February 9th, 2022
We are embarking upon the second year of the Coronavirus pandemic. For many, the Omicron Variant served as another inconvenience, annoyance, or obstacle to daily life. For teenage students attending schools, however, it's a contributing cause to an ongoing youth mental health crisis.
High schoolers have been mostly overlooked in political battles, science wars, and mask and vaccine mandates. While being told that they are ‘resilient’ and ‘flexible,’ it can be easy to forget that teens have access to the same information as adults. Many of them report feeling overwhelmed by the news these days and experiencing feelings of fear and physical sickness.
After 1.5 years of remote learning, students are suddenly thrust back into a school environment and expected to function as business as usual. They face the same rigorous academic expectations as generations prior, while also managing an abrupt increase in social interaction, new styles of teaching, and teacher and staff shortages.
Adults can have discussions with their employers and advocate to work from home if they choose. Decisions around the needs of teenagers, however, are made by school officials, the CDC, and parents, who all want kids back in school. After a year of remote learning, most people see the value of in-person learning. However, the kids that straddle the lines of independence and dependence, struggle with thoughts and experiences that often get overlooked or ignored.
Students report increased rates of anxiety and panic attacks, as well as trouble sleeping, social anxiety, school refusal, and, have trouble concentrating and staying focused.
In addition to an increase in anxiety disorders and school refusals, a concerning number of students report difficulties eating in school. Students may avoid eating in the cafeteria, request to eat alone, or completely opt out of eating. The reason is, some students fear being in densely populated areas like the cafeteria where masks and social distancing are not in place.
This not only places added social pressure on these students, but they are forced to choose between seeing friends and eating, or isolation and going hungry.
Reported anxiety related to changing clothes for gym class in school has risen as well. They are expected to change for gym in an enclosed space while their peers take their masks off, with little to no supervision. These mandated experiences, with the best of intentions, draw attention to the lack of ‘normalcy’ rather than supporting students where they are within this complex experience.
Furthermore, adolescents have the added pressure to uphold their image in high school. It’s not “cool” to seem like you’re worried about something as simple as a mask.
To add to this stress, they also have to navigate the many mixed messages from the outside. Adults and authority figures can’t come to a consensus on the risks of Coronavirus if it's even something to worry about or if masks are helpful. All these developing minds know is people are getting sick and masks are supposed to help. So they may grasp onto this information because it's the only thing that makes sense at the time.
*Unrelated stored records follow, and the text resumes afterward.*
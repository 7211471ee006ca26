use eyre::{eyre, Result, WrapErr};
use serde::Deserialize;
use std::collections::HashMap;
use std::env;
use std::fmt;
use std::path::Path;
use std::time::Duration;

use crate::types::ChainSlug;

/// Main configuration for the bonder node
#[derive(Debug, Clone, Deserialize)]
pub struct Config {
    pub database: DatabaseConfig,
    pub bonder: BonderConfig,
    pub chains: Vec<ChainConfig>,
    pub watchers: WatcherConfig,
    pub api: ApiConfig,
    pub notifier: NotifierConfig,
}

/// Database configuration
#[derive(Clone, Deserialize)]
pub struct DatabaseConfig {
    pub url: String,
}

/// Custom Debug that redacts the database URL (may contain credentials).
impl fmt::Debug for DatabaseConfig {
    fn fmt(&self, f: &mut fmt::Formatter<'_>) -> fmt::Result {
        f.debug_struct("DatabaseConfig")
            .field("url", &"<redacted>")
            .finish()
    }
}

/// Bonder identity and bonding policy
#[derive(Clone, Deserialize)]
pub struct BonderConfig {
    pub private_key: String,
    /// Position among redundant bonder processes; 0 acts first
    #[serde(default)]
    pub rank: u32,
    /// Log actions instead of sending transactions
    #[serde(default)]
    pub dry_mode: bool,
    /// Minimum bonder fee as basis points of the amount
    #[serde(default = "default_min_bonder_fee_bps")]
    pub min_bonder_fee_bps: u32,
    /// Minimum absolute bonder fee (token base units, decimal string)
    #[serde(default = "default_min_bonder_fee_absolute")]
    pub min_bonder_fee_absolute: String,
    /// Inclusive bounds on bondable amounts (token base units, decimal strings)
    #[serde(default)]
    pub min_bond_amount: Option<String>,
    #[serde(default)]
    pub max_bond_amount: Option<String>,
    /// Lowercase 0x addresses never bonded for, as sender or recipient
    #[serde(default)]
    pub blocklist: Vec<String>,
}

/// Custom Debug that redacts private_key to prevent accidental log leakage.
impl fmt::Debug for BonderConfig {
    fn fmt(&self, f: &mut fmt::Formatter<'_>) -> fmt::Result {
        f.debug_struct("BonderConfig")
            .field("private_key", &"<redacted>")
            .field("rank", &self.rank)
            .field("dry_mode", &self.dry_mode)
            .field("min_bonder_fee_bps", &self.min_bonder_fee_bps)
            .field("min_bonder_fee_absolute", &self.min_bonder_fee_absolute)
            .field("min_bond_amount", &self.min_bond_amount)
            .field("max_bond_amount", &self.max_bond_amount)
            .field("blocklist", &self.blocklist.len())
            .finish()
    }
}

/// One bridge deployment
#[derive(Debug, Clone, Deserialize)]
pub struct ChainConfig {
    pub slug: ChainSlug,
    pub chain_id: u64,
    pub rpc_url: String,
    pub bridge_address: String,
    /// First block to sync from on an empty checkpoint
    #[serde(default)]
    pub start_block: u64,
    #[serde(default = "default_batch_blocks")]
    pub batch_blocks: u64,
    /// L1 messenger wrapper for roots originating on this chain
    #[serde(default)]
    pub wrapper_address: Option<String>,
    /// ERC-4626 vault holding idle bonder liquidity on this chain
    #[serde(default)]
    pub vault_address: Option<String>,
    /// Withdraw from the vault and stake when bond credit falls short
    #[serde(default)]
    pub vault_auto_withdraw: bool,
    /// Minimum pending amount before committing, per destination chain id
    #[serde(default)]
    pub commit_thresholds: HashMap<u64, String>,
    #[serde(default = "default_commit_threshold")]
    pub default_commit_threshold: String,
    #[serde(default)]
    pub relay: RelayConfig,
}

impl ChainConfig {
    pub fn commit_threshold_for(&self, destination_chain_id: u64) -> &str {
        self.commit_thresholds
            .get(&destination_chain_id)
            .map(String::as_str)
            .unwrap_or(&self.default_commit_threshold)
    }
}

/// Addresses used by relay strategies (all on L1 unless noted)
#[derive(Debug, Clone, Default, Deserialize)]
pub struct RelayConfig {
    /// OptimismPortal
    pub portal_address: Option<String>,
    /// L2OutputOracle
    pub output_oracle_address: Option<String>,
    /// Arbitrum Outbox
    pub outbox_address: Option<String>,
    /// Foreign AMB on L1
    pub amb_l1_address: Option<String>,
    /// Home AMB on the L2
    pub amb_l2_address: Option<String>,
    /// Polygon proof generator base URL
    pub proof_api_url: Option<String>,
}

/// Watcher timing
#[derive(Debug, Clone, Deserialize)]
pub struct WatcherConfig {
    #[serde(default = "default_tx_retry_delay")]
    pub tx_retry_delay_ms: u64,
    #[serde(default = "default_sync_interval")]
    pub sync_interval_ms: u64,
    #[serde(default = "default_bond_poll_interval")]
    pub bond_poll_interval_ms: u64,
    #[serde(default = "default_commit_poll_interval")]
    pub commit_poll_interval_ms: u64,
    #[serde(default = "default_slow_poll_interval")]
    pub confirm_poll_interval_ms: u64,
    #[serde(default = "default_slow_poll_interval")]
    pub settle_poll_interval_ms: u64,
    #[serde(default = "default_slow_poll_interval")]
    pub challenge_poll_interval_ms: u64,
    /// Wait per rank step before a lower-ranked bonder acts
    #[serde(default = "default_rank_delay")]
    pub rank_delay_ms: u64,
    #[serde(default = "default_rank_poll")]
    pub rank_poll_ms: u64,
    /// Blocks scanned backward when checking a bonded root for fraud
    #[serde(default = "default_challenge_lookback_blocks")]
    pub challenge_lookback_blocks: u64,
    #[serde(default = "default_incomplete_concurrency")]
    pub incomplete_concurrency: usize,
}

impl WatcherConfig {
    pub fn tx_retry_delay(&self) -> Duration {
        Duration::from_millis(self.tx_retry_delay_ms)
    }

    pub fn sync_interval(&self) -> Duration {
        Duration::from_millis(self.sync_interval_ms)
    }

    pub fn rank_delay(&self) -> Duration {
        Duration::from_millis(self.rank_delay_ms)
    }

    pub fn rank_poll(&self) -> Duration {
        Duration::from_millis(self.rank_poll_ms)
    }
}

impl Default for WatcherConfig {
    fn default() -> Self {
        Self {
            tx_retry_delay_ms: default_tx_retry_delay(),
            sync_interval_ms: default_sync_interval(),
            bond_poll_interval_ms: default_bond_poll_interval(),
            commit_poll_interval_ms: default_commit_poll_interval(),
            confirm_poll_interval_ms: default_slow_poll_interval(),
            settle_poll_interval_ms: default_slow_poll_interval(),
            challenge_poll_interval_ms: default_slow_poll_interval(),
            rank_delay_ms: default_rank_delay(),
            rank_poll_ms: default_rank_poll(),
            challenge_lookback_blocks: default_challenge_lookback_blocks(),
            incomplete_concurrency: default_incomplete_concurrency(),
        }
    }
}

/// Health/metrics server
#[derive(Debug, Clone, Deserialize)]
pub struct ApiConfig {
    #[serde(default = "default_api_bind_address")]
    pub bind_address: String,
    #[serde(default = "default_api_port")]
    pub port: u16,
}

/// Operator notification channel
#[derive(Clone, Default, Deserialize)]
pub struct NotifierConfig {
    #[serde(default)]
    pub webhook_url: Option<String>,
}

/// Custom Debug that redacts the webhook URL (usually embeds a token).
impl fmt::Debug for NotifierConfig {
    fn fmt(&self, f: &mut fmt::Formatter<'_>) -> fmt::Result {
        f.debug_struct("NotifierConfig")
            .field("webhook_url", &self.webhook_url.as_ref().map(|_| "<redacted>"))
            .finish()
    }
}

/// Default functions
fn default_min_bonder_fee_bps() -> u32 {
    18
}

fn default_min_bonder_fee_absolute() -> String {
    "0".to_string()
}

fn default_batch_blocks() -> u64 {
    2_000
}

fn default_commit_threshold() -> String {
    "0".to_string()
}

fn default_tx_retry_delay() -> u64 {
    60 * 60 * 1000
}

fn default_sync_interval() -> u64 {
    60_000
}

fn default_bond_poll_interval() -> u64 {
    10_000
}

fn default_commit_poll_interval() -> u64 {
    60_000
}

fn default_slow_poll_interval() -> u64 {
    10 * 60 * 1000
}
Even though adolescents don't generally get severely sick from COVID-19, they worry about passing it on to their loved ones, who can get sick. Furthermore, if they do test positive for COVID-19, they are still expected to quarantine for 5-10 days.
Students report feeling mistrustful of school administrators, for not hearing their needs. As news of increased cases and severity of COVID-19 circulates, students report feeling mistrustful of school administration making decisions that affect their health and safety without hearing their needs or input.
They feel that they are being ‘forced’ by schools to go back to “normal,” when they are constantly reminded of just how abnormal this time period is. They’re supposed to behave as if nothing has changed while simultaneously being reminded that they're not having the experience any other generation has had in their lifetime.
To make matters worse, many students faced with COVID-19 symptoms are sent home to isolate without any information to make up assignments or tests. Upon returning, they face failing grades in classes, overwhelmed teachers, and a lack of leniency or support to help them catch up. This further fuels anxiety in these students potentially harming their grades.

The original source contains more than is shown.